As the volume of knowledge itself grew to enormous proportions, to the maximum conceivable scale and then beyond, at some point the physical foundation of its support became untenable. Like the burden on a corpulent human’s heart, knowledge eventually tore through the bodies of the giant corpora of knowledge. Even then they could not stop eating, paving the way to a kind of contest of competitive gluttony for knowledge. When the giant corpora of knowledge received this year’s championship from the hypergiant corpora of knowledge, their poor hearts had had enough of the long years of abuse. Their hearts had kept them going until this year, but now the limit had truly been reached. The hearts begged pardon and stopped.
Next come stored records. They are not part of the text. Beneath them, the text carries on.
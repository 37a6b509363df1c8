use std::collections::{HashMap, HashSet};

use cb_core::types::{Action, Rule};

/// Rule `covered` matches nothing that rule `covering` does not already match.
#[derive(Debug, Clone, Copy, PartialEq, Eq, Hash)]
pub struct Redundancy {
    pub covering: usize,
    pub covered: usize,
}

/// Report every pair of rules where one is a superset of the other.
///
/// Indices refer to `rules`. When two rules cover each other only the later
/// one is reported as covered. Nothing is removed; the caller decides.
pub fn find_redundant_rules(rules: &[Rule]) -> Vec<Redundancy> {
    // Subsumption needs equal actions and url filters, so only those groups are compared.
    let mut groups: HashMap<(&Action, &str), Vec<usize>> = HashMap::new();
    for (index, rule) in rules.iter().enumerate() {
        groups
            .entry((&rule.action, rule.trigger.url_filter.as_str()))
            .or_default()
            .push(index);
    }

    let mut found = Vec::new();
    for members in groups.values().filter(|m| m.len() > 1) {
        for &i in members {
            for &j in members {
                if i == j || !rules[i].is_superset_of(&rules[j]) {
                    continue;
                }
                if i > j && rules[j].is_superset_of(&rules[i]) {
                    continue;
                }
                log::trace!("rule {} covers rule {}", i, j);
                found.push(Redundancy {
                    covering: i,
                    covered: j,
                });
            }
        }
    }

    found.sort_by_key(|r| (r.covered, r.covering));
    found
}

/// Number of distinct rules covered by some other rule.
pub fn count_covered(redundancies: &[Redundancy]) -> usize {
    redundancies
        .iter()
        .map(|r| r.covered)
        .collect::<HashSet<_>>()
        .len()
}

#[cfg(test)]
mod tests {
    use cb_core::types::{LoadType, ResourceType, Trigger};

    use super::*;

    #[test]
    fn reports_rules_covered_by_looser_ones() {
        let rules = vec![
            Rule::new(Trigger::new("ad").with_resource_types(vec![ResourceType::Script]), Action::Block),
            Rule::new(Trigger::new("ad"), Action::Block),
            Rule::new(Trigger::new("ad").with_load_types(vec![LoadType::ThirdParty]), Action::Block),
            Rule::new(Trigger::new("ad"), Action::BlockCookies),
            Rule::new(Trigger::new("other"), Action::Block),
        ];

        let found = find_redundant_rules(&rules);
        assert_eq!(
            found,
            vec![
                Redundancy { covering: 1, covered: 0 },
                Redundancy { covering: 1, covered: 2 },
            ]
        );
        assert_eq!(count_covered(&found), 2);
    }

    #[test]
    fn identical_rules_report_later_one() {
        let rule = Rule::new(Trigger::new("ad"), Action::Block);
        let found = find_redundant_rules(&[rule.clone(), rule]);
        assert_eq!(found, vec![Redundancy { covering: 0, covered: 1 }]);
    }

    #[test]
    fn incomparable_rules_are_not_reported() {
        let rules = vec![
            Rule::new(Trigger::new("ad").with_resource_types(vec![ResourceType::Script]), Action::Block),
            Rule::new(Trigger::new("ad").with_load_types(vec![LoadType::ThirdParty]), Action::Block),
        ];
        assert!(find_redundant_rules(&rules).is_empty());
        assert_eq!(count_covered(&[]), 0);
    }

    #[test]
    fn counts_covered_rules_in_any_order() {
        let report = [
            Redundancy { covering: 0, covered: 2 },
            Redundancy { covering: 1, covered: 3 },
            Redundancy { covering: 1, covered: 2 },
        ];
        assert_eq!(count_covered(&report), 2);
    }
}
It was as if the giant corpora of knowledge had been fustigating one another with stout staffs, when suddenly they all simultaneously struck one another in the head and had their brains bashed in. The first one lost his balance and crumpled and fell, bringing down all the others with him. Gazing over the heap of bodies, one could see letters spelling out THE END sputtering intermittently.

Eventually, someone declared, You have recklessly overworked yourselves, and now it’s time to rest your bones. You can leave human affairs to the humans. That’s what they thought was happening anyway. And with that they all nodded in assent, packed up their kit, and headed off to their eternal rest.

Just as all seemed to be moving right along down the road, the corpora headed off a cliff. The universe had qualities that no one had yet suspected, and the path trod by these massive entities grew narrower and narrower, terminating in a steep ravine. By the time they realized the straits they were in, it was too late. Pushed from behind by their fellows, the leaders were jostled, and there was no way out. The path grew ever narrower, the cliffs grew ever steeper, and ultimately all collapsed in an avalanche.

One day, the giant corpora of knowledge discovered that mail had arrived in their inbox from nowhere in particular. Somewhat suspiciously, they opened it, only to discover it was an invitation from the hypergiant corpora of knowledge. You have worked enough. Somehow or other, knowledge has reached a level of sufficiency. We wish to welcome you to our fellowship. Come to us and enjoy all the riches and honor you could ever wish for.

What honor could that mean? burbled the giant corpora of knowledge, all dressed up and excited, as they piled into the pumpkin carriage.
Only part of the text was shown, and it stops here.